* **About this exercise**
The response must match the data below exactly, line for line.

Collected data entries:
========================
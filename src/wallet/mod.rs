//! Wallet capability
//!
//! The wallet is an explicitly constructed object handed to whoever needs
//! to read accounts or submit transactions:
//!
//! ```text
//! Config → LocalWallet ──┬─→ PortfolioLoader (account)
//!                        └─→ TransactionAssembler (authorization, send)
//! ```
//!
//! Optional capabilities (EIP-7702 authorizations) are negotiated through
//! [`Capability`] rather than by probing for errors.

pub mod local;

use alloy::eips::eip7702::SignedAuthorization;
use alloy::primitives::{Address, Bytes, TxHash, U256};
use async_trait::async_trait;

use crate::error::Result;

pub use local::LocalWallet;

/// Outcome of asking the wallet for an optional feature
#[derive(Debug, Clone, PartialEq)]
pub enum Capability<T> {
    Supported(T),
    Unsupported(String),
}

/// Who will send the transaction that carries the authorization
#[derive(Debug, Clone, Copy, PartialEq, Eq)]
pub enum Executor {
    /// The authorizing account sends it itself, so the authorization must
    /// use the nonce after the transaction's own
    SelfAccount,
}

/// Request for a one-time delegation authorization
#[derive(Debug, Clone, Copy, PartialEq, Eq)]
pub struct AuthorizationRequest {
    /// Contract the account delegates to
    pub contract_address: Address,
    pub executor: Executor,
}

/// Transaction handed to the wallet for signing and broadcast
#[derive(Debug, Clone, PartialEq)]
pub struct CallRequest {
    pub to: Address,
    pub data: Bytes,
    pub value: U256,
    pub authorization_list: Option<Vec<SignedAuthorization>>,
}

/// Account access plus signing and submission
#[async_trait]
pub trait Wallet: Send + Sync {
    /// Accounts the wallet controls; the first one is the active account
    async fn request_accounts(&self) -> Result<Vec<Address>>;

    /// Sign a delegation authorization, if the wallet can
    async fn sign_authorization(
        &self,
        request: AuthorizationRequest,
    ) -> Result<Capability<SignedAuthorization>>;

    /// Sign and broadcast; returns once the node accepted the transaction
    async fn send_transaction(&self, call: CallRequest) -> Result<TxHash>;
}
========================
* **Solved problem**
filename src/wallet/mod.rs
//! Wallet capability
//!
//! The wallet is an explicitly constructed object handed to whoever needs
//! to read accounts or submit transactions:
//!
//! ```text
//! Config → LocalWallet ──┬─→ PortfolioLoader (account)
//!                        └─→ TransactionAssembler (authorization, send)
//! ```
//!
//! Optional capabilities (EIP-7702 authorizations) are negotiated through
//! [`Capability`] rather than by probing for errors.

pub mod local;

use alloy::eips::eip7702::SignedAuthorization;
use alloy::primitives::{Address, Bytes, TxHash, U256};
use async_trait::async_trait;

use crate::error::Result;

pub use local::LocalWallet;

/// Outcome of asking the wallet for an optional feature
#[derive(Debug, Clone, PartialEq)]
pub enum Capability<T> {
    Supported(T),
    Unsupported(String),
}

/// Who will send the transaction that carries the authorization
#[derive(Debug, Clone, Copy, PartialEq, Eq)]
pub enum Executor {
    /// The authorizing account sends it itself, so the authorization must
    /// use the nonce after the transaction's own
    SelfAccount,
}

/// Request for a one-time delegation authorization
#[derive(Debug, Clone, Copy, PartialEq, Eq)]
pub struct AuthorizationRequest {
    /// Contract the account delegates to
    pub contract_address: Address,
    pub executor: Executor,
}

/// Transaction handed to the wallet for signing and broadcast
#[derive(Debug, Clone, PartialEq)]
pub struct CallRequest {
    pub to: Address,
    pub data: Bytes,
    pub value: U256,
    pub authorization_list: Option<Vec<SignedAuthorization>>,
}

/// Account access plus signing and submission
#[async_trait]
pub trait Wallet: Send + Sync {
    /// Accounts the wallet controls; the first one is the active account
    async fn request_accounts(&self) -> Result<Vec<Address>>;

    /// Sign a delegation authorization, if the wallet can
    async fn sign_authorization(
        &self,
        request: AuthorizationRequest,
    ) -> Result<Capability<SignedAuthorization>>;

    /// Sign and broadcast; returns once the node accepted the transaction
    async fn send_transaction(&self, call: CallRequest) -> Result<TxHash>;
}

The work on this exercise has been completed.